- Origin: Farnborough, Hampshire, England
- Genres: Alternative rock, emo
- Years active: 2008–2018
- Label: Alcopop! Records
- Spinoff of: Reuben, Hundred Reasons
- Members: Guy Davis Liv Puente Andy Gilmour Tom Stevens Jon Pearce
- Past members: Daniel Flay Chris Knott Sean Shreeve
- Website: freezetheatlantic.co.uk

= Freeze the Atlantic =

English alternative rock band

Freeze the Atlantic were an English alternative rock band based in Farnborough, Hampshire. The band were formed in late 2008 by Guy Davis, Jon Pearce and Andy Gilmour following the hiatus of both Reuben and Hundred Reasons.
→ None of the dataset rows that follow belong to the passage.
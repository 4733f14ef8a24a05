//! ragprep - chunk and embed documents for retrieval
//!
//! # Examples
//!
//! ```bash
//! # Split documents into chunk records
//! ragprep ingest data/raw_docs -o data/processed
//!
//! # Embed the records with OpenAI
//! OPENAI_API_KEY=sk-... ragprep embed data/processed -o data/embeddings
//!
//! # Offline dry run with the hashing embedder
//! ragprep embed --provider hash --format json
//!
//! # Show configuration
//! ragprep show-config
//! ```

use clap::Parser;
use ragprep::cli::output::print_error;
use ragprep::cli::{run, Cli, LogFormat};
use tracing_subscriber::{layer::SubscriberExt, util::SubscriberInitExt, EnvFilter};

fn init_tracing(format: LogFormat) {
    let filter = EnvFilter::try_from_default_env().unwrap_or_else(|_| "ragprep=info".into());
    let registry = tracing_subscriber::registry().with(filter);

    match format {
        LogFormat::Text => registry
            .with(tracing_subscriber::fmt::layer().with_writer(std::io::stderr))
            .init(),
        LogFormat::Json => registry
            .with(
                tracing_subscriber::fmt::layer()
                    .json()
                    .with_writer(std::io::stderr),
            )
            .init(),
    }
}

#[tokio::main]
async fn main() {
    let cli = Cli::parse();
    init_tracing(cli.log_format);

    if let Err(e) = run(cli).await {
        print_error(&e.to_string());
        std::process::exit(1);
    }
}
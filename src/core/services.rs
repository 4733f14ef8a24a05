//! Unified service container for ragprep
//!
//! Holds the loaded configuration and builds pipelines from it.

use crate::core::config::{Config, EmbeddingConfig, EmbeddingProvider, IngestionConfig};
use crate::core::embed::{hashing, Embedder, EmbeddingPipeline, HashEmbedder, OpenAiEmbedder};
use crate::core::error::{RagprepError, Result};
use crate::core::ingest::IngestionPipeline;
use std::path::Path;
use std::sync::Arc;
use std::time::Duration;

/// Unified services container
#[derive(Clone)]
pub struct Services {
    /// Application configuration
    pub config: Arc<Config>,
}

impl Services {
    pub fn new(config: Config) -> Self {
        Self {
            config: Arc::new(config),
        }
    }

    /// Create an IngestionPipeline with run-specific settings
    ///
    /// `ingestion` is usually the configured section with command-line
    /// overrides applied.
    pub fn create_ingestion_pipeline(
        &self,
        output_dir: &Path,
        ingestion: &IngestionConfig,
    ) -> Result<IngestionPipeline> {
        ingestion.validate()?;
        IngestionPipeline::new(
            output_dir,
            ingestion.chunk_size,
            ingestion.chunk_overlap,
            ingestion.exclude_patterns.clone(),
            ingestion.max_file_size_mb,
        )
    }

    /// Build the embedder selected by `embedding.provider`
    ///
    /// The OpenAI provider owns a blocking HTTP client, so call this
    /// off the async runtime (e.g. inside `spawn_blocking`).
    pub fn create_embedder(
        &self,
        embedding: &EmbeddingConfig,
        api_key: Option<&str>,
    ) -> Result<Arc<dyn Embedder>> {
        embedding.validate()?;

        match embedding.provider {
            EmbeddingProvider::OpenAi => {
                let api_key = api_key.ok_or_else(|| {
                    RagprepError::ConfigError(
                        "Missing OpenAI API key (set OPENAI_API_KEY or pass --api-key)"
                            .to_string(),
                    )
                })?;
                let embedder = OpenAiEmbedder::new(
                    api_key,
                    &embedding.base_url,
                    &embedding.model,
                    embedding.dimensions,
                    Duration::from_secs(embedding.timeout_secs),
                    embedding.max_retries,
                )?;
                Ok(Arc::new(embedder))
            }
            EmbeddingProvider::Hash => {
                let dimensions = embedding.dimensions.unwrap_or(hashing::DEFAULT_DIMENSIONS);
                Ok(Arc::new(HashEmbedder::new(dimensions)?))
            }
        }
    }

    /// Create an EmbeddingPipeline with run-specific settings
    pub fn create_embedding_pipeline(
        &self,
        embedding: &EmbeddingConfig,
        api_key: Option<&str>,
    ) -> Result<EmbeddingPipeline> {
        let embedder = self.create_embedder(embedding, api_key)?;
        EmbeddingPipeline::new(embedder, embedding.batch_size)
    }
}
The group's name is taken from a song by English alternative rock band Cable from their 1997 album, When Animals Attack.

The band announced their split in September 2018.

== History ==

=== Formation and debut EP ===
Started initially by Andy Gilmour with Jon Pearce and Guy Davis following the hiatus of both Reuben and Hundred Reasons, the band then recruited second guitarist Tom Stevens (formerly of Archie & the Instincts). The band placed instrumental demos on Myspace to help audition for a vocalist, and in 2009 Daniel Flay (The Travis Waltons) joined the band. Although not appearing on any official releases, Flay did record several demos of songs that would eventually find official release. In 2010 Flay left the band and Chris J Knott was swiftly brought in on vocals to complete the line-up. The band spent much of the next 2 years touring the UK. Jon Pearce left the group in 2010 and was replaced by Sean Shreeve. In 2011 the band released their debut EP, Colour by Numbers was released on Alcopop! Records.

=== Speakeasy ===
Freeze the Atlantic's debut album Speakeasy was released the following year featuring
Colin Doran of Hundred Reasons and JP Reid of Sucioperro/Marmaduke Duke as guest vocalists. The album's lead single Volcanoes would feature Liv Puente of Laruso as a guest vocalist. Liv Puente would go on to join the band permanently after Chris Knott departed in late 2012.

=== Second album ===
In 2013, Freeze the Atlantic began work on their second studio album. The band announced that the album would be self-titled and "Stompbox" would be the first single to be released from the album. Freeze the Atlantic was released on 16 June 2014 to positive reviews, with former vocalist Chris Knott making a guest appearance on the album. It was announced in November 2014 that Sean Shreeve would be departing the band to focus on other projects with original bass player Jon Pearce returning to the line-up as his full-time replacement.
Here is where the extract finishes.